Manuel Teles, interpretazioni
Guida all’ascolto, titolo imbarazzante per un amateur, un dilettante come il sottoscritto fabbricatore d’immagini, come si considera: con quale diritto occuparsi di introdurre i compositori scelti da Manuel Teles per regalarci alcune delle sue interpretazioni? Ma in arte non esistono confini, come non ne esistono nell’umana scatola cranica. Il miscmasc neuronico è appannaggio anche dei cretini come me, appassionati ascoltatori, ma anche convinti sostenitori che la specificità del linguaggio elettivo si alimenta comunque a trecentosessanta gradi, cioè attraverso tutti gli organi del contatto col mondo donatici da Domeneddio per esistere e soprattutto per comunicare: l’orecchio è fra questi; non ultimo.
Contemporanei, l’anagrafe non c’entra
La Musica dei pezzi scelti da quest’esecutore nel Cd di cui sto facendo pubblicità (ohibò) è tutta dei nostri giorni, anche se alcuni dei compositori potrebbero essere benissimo padri o addirittura, come il sottoscritto, suoi nonni. E qui vorrei spezzare una lancia in favore della classicità: l’anagrafe in arte non mi interessa. Ascolto Quella della Fuga esattamente come l’ultima composizione del non ancora quarantenne Vincenzo Parisi (E gridare…). Ridimensioniamo per favore il mito molto contemporaneo del contemporaneo: il contemporaneo ha come non ultimo compito quello di aiutarci oggi ad ascoltare Bach o Monteverdi attraverso tutti i grandi artisti 1 – compresi i visivi, sottolineo – che hanno lavorato dopo di loro; niente di meno.
Un confronto
Ma cerchiamo di essere più specifici. Per esempio, ho ascoltato l’interpretazione di Tracce eseguita dal norvegese Nyström non molti anni fa e poi quella di Teles e ho avuto conferma della grande responsabilità che hanno gli interpreti nei confronti di un compositore, della loro libertà di manovra nell’eseguire uno stesso pezzo musicale. Nello specifico ho trovato il primo eccessivamente preoccupato della contemporaneità della composizione, di rendere cioè l’indiscusso penchant del giovane Francesconi nei confronti del Jazz, mentre nel secondo quest’amore arretra, per accogliere invece la sensibilità introdotta potentemente da Berio e presente poi in tutte le composizioni successive di quest’autore.

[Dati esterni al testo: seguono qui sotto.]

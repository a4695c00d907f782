use crate::document;
use crate::entry_id;
use crate::error::Result;
use crate::record::RawRecord;
use serde::{Deserialize, Serialize};
use std::collections::BTreeSet;
use std::path::{Path, PathBuf};

/// Finds a collection's source files: every file under `base` (relative to
/// the site root) whose path relative to `base` matches `pattern`.
///
/// Patterns use glob syntax plus `{a,b}` alternation. Files or directories
/// starting with `_` or `.` are skipped.
#[derive(Debug, Clone, PartialEq, Eq, Serialize, Deserialize)]
pub struct GlobLoader {
    pub base: String,
    pub pattern: String,
}

impl GlobLoader {
    pub fn new(base: impl Into<String>, pattern: impl Into<String>) -> Self {
        GlobLoader {
            base: base.into(),
            pattern: pattern.into(),
        }
    }

    pub fn base_dir(&self, root: &Path) -> PathBuf {
        root.join(&self.base)
    }

    /// Matching files, sorted by path with duplicates removed.
    pub fn discover(&self, root: &Path) -> Result<Vec<PathBuf>> {
        let base_dir = self.base_dir(root);
        if !base_dir.is_dir() {
            log::warn!("Collection directory does not exist: {}", base_dir.display());
            return Ok(Vec::new());
        }

        let options = glob::MatchOptions {
            case_sensitive: true,
            require_literal_separator: true,
            require_literal_leading_dot: true,
        };
        let escaped_base = glob::Pattern::escape(&base_dir.to_string_lossy());

        let mut files = BTreeSet::new();
        for pattern in expand_braces(&self.pattern) {
            let full = format!("{}/{}", escaped_base.trim_end_matches('/'), pattern);
            for path in glob::glob_with(&full, options)?.filter_map(|r| r.ok()) {
                if path.is_file() && !is_excluded(&base_dir, &path) {
                    files.insert(path);
                }
            }
        }

        log::debug!(
            "Matched {} file(s) under {} for '{}'",
            files.len(),
            base_dir.display(),
            self.pattern
        );
        Ok(files.into_iter().collect())
    }

    /// Discover and parse every matching file into a raw record. Stops at the
    /// first file that cannot be read or parsed.
    pub fn load(&self, root: &Path) -> Result<Vec<RawRecord>> {
        self.load_each(root)?.into_iter().collect()
    }

    /// Like [`GlobLoader::load`], but keeps going past unreadable files: one
    /// result per discovered file, in discovery order.
    pub fn load_each(&self, root: &Path) -> Result<Vec<Result<RawRecord>>> {
        let base_dir = self.base_dir(root);
        Ok(self
            .discover(root)?
            .into_iter()
            .map(|path| read_record(root, &base_dir, path))
            .collect())
    }
}

fn read_record(root: &Path, base_dir: &Path, path: PathBuf) -> Result<RawRecord> {
    let source = relative_id(root, &path);
    let parsed = document::read_document(&path, &source)?;
    let relative = path.strip_prefix(base_dir).unwrap_or(&path);
    let id = entry_id::derive_entry_id(relative, &parsed.fields);

    Ok(RawRecord {
        source,
        id,
        path,
        fields: parsed.fields,
        body: parsed.body,
    })
}

/// Expand `{a,b}` alternations into plain glob patterns. Nested and repeated
/// groups are expanded recursively; unbalanced braces are left as written.
pub fn expand_braces(pattern: &str) -> Vec<String> {
    let Some(open) = pattern.find('{') else {
        return vec![pattern.to_string()];
    };

    let mut depth = 0usize;
    let mut close = None;
    let mut splits = Vec::new();
    for (i, c) in pattern[open..].char_indices() {
        let i = open + i;
        match c {
            '{' => depth += 1,
            '}' => {
                depth -= 1;
                if depth == 0 {
                    close = Some(i);
                    break;
                }
            }
            ',' if depth == 1 => splits.push(i),
            _ => {}
        }
    }

    let Some(close) = close else {
        return vec![pattern.to_string()];
    };

    let prefix = &pattern[..open];
    let suffix = &pattern[close + 1..];
    let mut bounds = vec![open];
    bounds.extend(splits);
    bounds.push(close);

    let mut out: Vec<String> = Vec::new();
    for pair in bounds.windows(2) {
        let alternative = &pattern[pair[0] + 1..pair[1]];
        for expanded in expand_braces(&format!("{prefix}{alternative}{suffix}")) {
            if !out.contains(&expanded) {
                out.push(expanded);
            }
        }
    }
    out
}

fn is_excluded(base_dir: &Path, path: &Path) -> bool {
    path.strip_prefix(base_dir)
        .unwrap_or(path)
        .components()
        .any(|c| {
            let name = c.as_os_str().to_string_lossy();
            name.starts_with('_') || name.starts_with('.')
        })
}

/// Source identifier: path relative to the site root with `/` separators.
fn relative_id(root: &Path, path: &Path) -> String {
    path.strip_prefix(root)
        .unwrap_or(path)
        .to_string_lossy()
        .replace('\\', "/")
}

Allora cosa è il contemporaneo per un amateur se non un nuovo modo, più allargato, più dotto e più colto di ascoltare un pezzo? Dell’anagrafe ce ne freghiamo, ci interessa semplicemente la costruzione, ambigua, sempre discussa, sempre rinnovabile e aperta di ciò che aspira a diventare classicità. Viktor Šklovskij diceva2 che la cattedrale dell’arte è costruita con le pietre delle eresie artistiche. Vero, ma io sottolineo nel suo aforisma la parola Cattedrale.
L’ancia, il suono
Tirem innanz3: sono onorato che Teles m’abbia incaricato di introdurre alcuni dei suoi pezzi di bravura al sassofono e non so se sono all’altezza del suo ascolto: ho registrato la presenza di un’ancia capace di passare improvvisamente, nella composizione di Bochmann (Essay XIII), dai toni dolci, atmosferici, a quelli “gridati” da un soffio potente e un uso dello strumento estremamente colto, quando, come ho detto prima, deve interpretare il primo Francesconi (Tracce è di quasi quarant’anni fa) alla luce delle sue composizioni successive.
Per tornare al concetto di cultura dell’ascolto, l’epoca è chiaramente presente nella composizione del portoghese Bochmann (classe 1946), perché il clima della dittatura salazariana ha lasciato le sue impronte evidenti nella cupezza della prima parte del pezzo, cupezza che va progressivamente sciogliendosi nella seconda: l’arte, lo sappiamo, è soprattutto catarsi, se no che ci sta a fare? Il pezzo di Oliveira, più giovane del collega portoghese di quattro anni, sembra addirittura composto prima della tragedia della seconda Guerra mondiale e impegna l’interprete in un virtuosismo di pianissimi in accordo proprio allo spirito del Fado, ma ricco di sfumature che non si incontrano nel canto popolare. Sarebbe idiota cercare di sostituire con le parole ciò che la musica esprime direttamente con il timbro generato dall’ottone dello strumento, per esempio il suo modo di produrre il pizzicato degli archi con improvvisi stacchi ecc, presenti soprattutto, ma non solo, nei pezzi di Parisi e di Sciarrino.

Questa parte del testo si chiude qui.